O melhor do ano em 12 álbuns

Quase findado o ano e, inevitavelmente, à espera de Sangue Ruim, Ouro Sobre Azul e a continuidade de Unpluguetto, debruçamo-nos sobre mais um ano de história no hip-hop nacional. Um ano onde os séniores do movimento (Damaia, Gaia e Chelas) adiam novamente os seus lançamentos, dando espaço aos recém-chegados e menos mediáticos que, contudo, fazem deste ensaio um bonito portefólio de hip-hop nacional.

2017 começou em Tilt e terminou em Kappa – pelo menos nos 12 melhores trabalhos selecionados pela redação da Hip-Hop Rádio. Entre mixtapes, EP’s e álbuns, o ensaio que se segue é um sumário de boa música e uma celebração de ano novo sobre o que melhor se fez em Portugal este ano. Por Bruno Fidalgo de Sousa.

 

[youtube https://www.youtube.com/watch?v=g6FPG_7DC3k]

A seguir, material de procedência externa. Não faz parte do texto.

impl<'a> Analyzer<'a> {
    pub fn new(symbols: &'a SymbolTable) -> Self {
        Self { symbols }
    }

    pub fn can_compile(&self, expr: &Expr, scope: &mut Vec<ScopeEntry>) -> bool {
        stacker::maybe_grow(64 * 1024, 4 * 1024 * 1024, || {
            self.can_compile_inner(expr, scope)
        })
    }

    fn can_compile_inner(&self, expr: &Expr, scope: &mut Vec<ScopeEntry>) -> bool {
        match expr {
            Expr::Int(_) | Expr::Float(_) | Expr::Str(_) | Expr::Path { .. } => true,

            Expr::Var(symbol) => self.var_resolves(*symbol, scope),

            Expr::Select {
                subject,
                path,
                fallback,
            } => {
                path.iter().all(|seg| matches!(seg, AttrName::Static(_)))
                    && self.can_compile(subject, scope)
                    && fallback
                        .as_deref()
                        .map_or(true, |fb| self.can_compile(fb, scope))
            }

            Expr::HasAttr { subject, path } => {
                path.iter().all(|seg| matches!(seg, AttrName::Static(_)))
                    && self.can_compile(subject, scope)
            }

            Expr::Attrs(AttrSet {
                recursive,
                bindings,
                dynamic,
            }) => {
                if !dynamic.is_empty() {
                    return false;
                }
                if *recursive {
                    self.can_compile_group(bindings, scope, None)
                } else {
                    self.can_compile_nonrec(bindings, scope)
                }
            }

            Expr::List(elements) => elements.iter().all(|e| self.can_compile(e, scope)),

            Expr::Lambda(Lambda { param, body }) => match param {
                Param::Simple(name) => {
                    scope.push(ScopeEntry::Name(*name));
                    let ok = self.can_compile(body, scope);
                    scope.pop();
                    ok
                }
                Param::Formals {
                    binding,
                    formals,
                    ellipsis: _,
                } => {
                    if binding.is_some() {
                        return false;
                    }
                    // formals go into scope before their defaults are
                    // checked; defaults may reference sibling formals
                    let depth = scope.len();
                    for formal in formals {
                        scope.push(ScopeEntry::Name(formal.name));
                    }
                    let ok = formals.iter().all(|Formal { default, .. }| {
                        default
                            .as_ref()
                            .map_or(true, |d| self.can_compile(d, scope))
                    }) && self.can_compile(body, scope);
                    scope.truncate(depth);
                    ok
                }
            },

            Expr::Call {
                function,
                arguments,
            } => {
                let shadowed = match function.as_ref() {
                    Expr::Var(symbol) => lexically_bound(scope, *symbol),
                    _ => false,
                };
                match call_shape(self.symbols, function, arguments, shadowed) {
                    CallShape::Arith(_, a, b) | CallShape::Less(a, b) => {
                        arith_operand(a)
                            && arith_operand(b)
                            && self.can_compile(a, scope)
                            && self.can_compile(b, scope)
                    }
                    CallShape::ToString(inner) => self.can_compile(inner, scope),
                    CallShape::General => {
                        self.can_compile(function, scope)
                            && arguments.iter().all(|a| self.can_compile(a, scope))
                    }
                }
            }

            Expr::Let { bindings, body } => self.can_compile_group(bindings, scope, Some(body)),

            Expr::With { namespace, body } => {
                if !self.can_compile(namespace, scope) {
                    return false;
                }
                scope.push(ScopeEntry::With);
                let ok = self.can_compile(body, scope);
                scope.pop();
                ok
            }

            Expr::If {
                condition,
                then,
                otherwise,
            } => {
                self.can_compile(condition, scope)
                    && self.can_compile(then, scope)
                    && self.can_compile(otherwise, scope)
            }

            Expr::Assert { condition, body } => {
                self.can_compile(condition, scope) && self.can_compile(body, scope)
            }

            Expr::Not(a) => self.can_compile(a, scope),

            Expr::Eq(a, b) | Expr::Ne(a, b) => {
                arith_operand(a)
                    && arith_operand(b)
                    && self.can_compile(a, scope)
                    && self.can_compile(b, scope)
            }

            Expr::And(a, b) | Expr::Or(a, b) | Expr::Impl(a, b) => {
                self.can_compile(a, scope) && self.can_compile(b, scope)
            }

            Expr::Update(a, b) | Expr::ConcatLists(a, b) => {
                self.can_compile(a, scope) && self.can_compile(b, scope)
            }

            Expr::ConcatStrings {
                force_string,
                parts,
            } => {
                if parts.is_empty() {
                    return false;
                }
                let string_mode = *force_string || is_string_shaped(&parts[0]);
                if string_mode {
                    parts.iter().all(|p| self.can_compile(p, scope))
                } else {
                    // numeric addition on the VM's 32-bit words
                    parts
                        .iter()
                        .all(|p| arith_operand(p) && self.can_compile(p, scope))
                }
            }
        }
    }

    fn var_resolves(&self, symbol: Symbol, scope: &[ScopeEntry]) -> bool {
        if lexically_bound(scope, symbol) {
            return true;
        }
        if builtin_constant(self.symbols.resolve(symbol)) {
            return true;
        }
        // statically resolvable through a with, optimistically
        scope.iter().any(|entry| matches!(entry, ScopeEntry::With))
    }

    /// Non-recursive attribute sets bind nothing; only the inherit sources
    /// and the entry values must compile in the enclosing scope.
    fn can_compile_nonrec(&self, bindings: &Bindings, scope: &mut Vec<ScopeEntry>) -> bool {
        bindings
            .inherit_from
            .iter()
            .all(|from| self.can_compile(from, scope))
            && bindings.entries.iter().all(|binding| {
                match &binding.value {
                    BindingValue::Plain(value) => self.can_compile(value, scope),
                    BindingValue::Inherited => self.var_resolves(binding.name, scope),
                    BindingValue::InheritedFrom(index) => *index < bindings.inherit_from.len(),
                }
            })
    }

    /// `let` and recursive attribute sets: accepted only if the bindings
    /// are non-cyclic under their free-variable dependency graph. There is
    /// no fixpoint encoding; a cycle is rejected, not deferred.
    fn can_compile_group(
        &self,
        bindings: &Bindings,
        scope: &mut Vec<ScopeEntry>,
        body: Option<&Expr>,
    ) -> bool {
        // inherit sources resolve outside the group
        if !bindings
            .inherit_from
            .iter()
            .all(|from| self.can_compile(from, scope))
        {
            return false;
        }
        for binding in &bindings.entries {
            match &binding.value {
                BindingValue::Inherited => {
                    if !self.var_resolves(binding.name, scope) {
                        return false;
                    }
                }
                BindingValue::InheritedFrom(index) => {
                    if *index >= bindings.inherit_from.len() {
                        return false;
                    }
                }
                BindingValue::Plain(_) => {}
            }
        }

        if toposort_bindings(bindings).is_none() {
            return false;
        }

        let depth = scope.len();
        for binding in &bindings.entries {
            scope.push(ScopeEntry::Name(binding.name));
        }
        let ok = bindings.entries.iter().all(|binding| match &binding.value {
            BindingValue::Plain(value) => self.can_compile(value, scope),
            _ => true,
        }) && body.map_or(true, |b| self.can_compile(b, scope));
        scope.truncate(depth);
        ok
    }
}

Tilt – “Karrossel, Karma” (29 de janeiro de 2017)

Depois de ter editado Alimentar Crianças Com Cancro Da Mama, em 2013, Tilt, rapper de Almada que tem cuspido regularmente em projetos como ORTEUM ou Colónia Calúnia, abre o ano de 2017 com Karrossel, Karma, EP de 7 faixas que o próprio caracteriza como “um breve ensaio sobre consciência e transformação”. A verdade é que Tilt é ainda underground no sentido lato da palavra: sem grandes promessas e sem grandes chamadas de atenção, o rapper construiu um EP consistente cujo público viu nascer com bons olhos e que, embora se note a necessidade de o polir, nota-se também um ambiente musical disruptivo que envolve os ouvintes.

Karrossel, Karma é um diamante em lapidação e abre as cortinas para o que aí poderá vir em 2018, seja a solo ou acompanhado.

 

[youtube https://www.youtube.com/watch?v=rzPGBIPWuHE]

Slow J – “The Art of Slowing Down” (17 de março de 2017)

Foi em março que a redação da Hip-Hop Rádio se dirigiu ao Mercado da Ribeira para assistir à confirmação de Slow J. Se “Vida Boa” e “Comida já tinham granjeado o respeito do público pela boa vibe de “J, o encarnado”, o rapper, crooner, produtor e, acima de tudo, músico, lançou The Art of Slowing Down em 2017 e deixou “a tuga” em alvoroço com a harmonia musical e diversidade na produção do seu primeiro álbum, que também contou com participações de Intakto, Fumaxa, Papillon, Gson e Nerve. Com um variado ecletismo musical, com instrumentais enraizados da música africana, do jazz ou do rock alternativo, com faixas acarinhadas como “Casa”, “Biza” ou “Arte”, TAOSD reconheceu Slow J não como uma promessa do hip-hop nacional, mas como uma confirmação da música portuguesa.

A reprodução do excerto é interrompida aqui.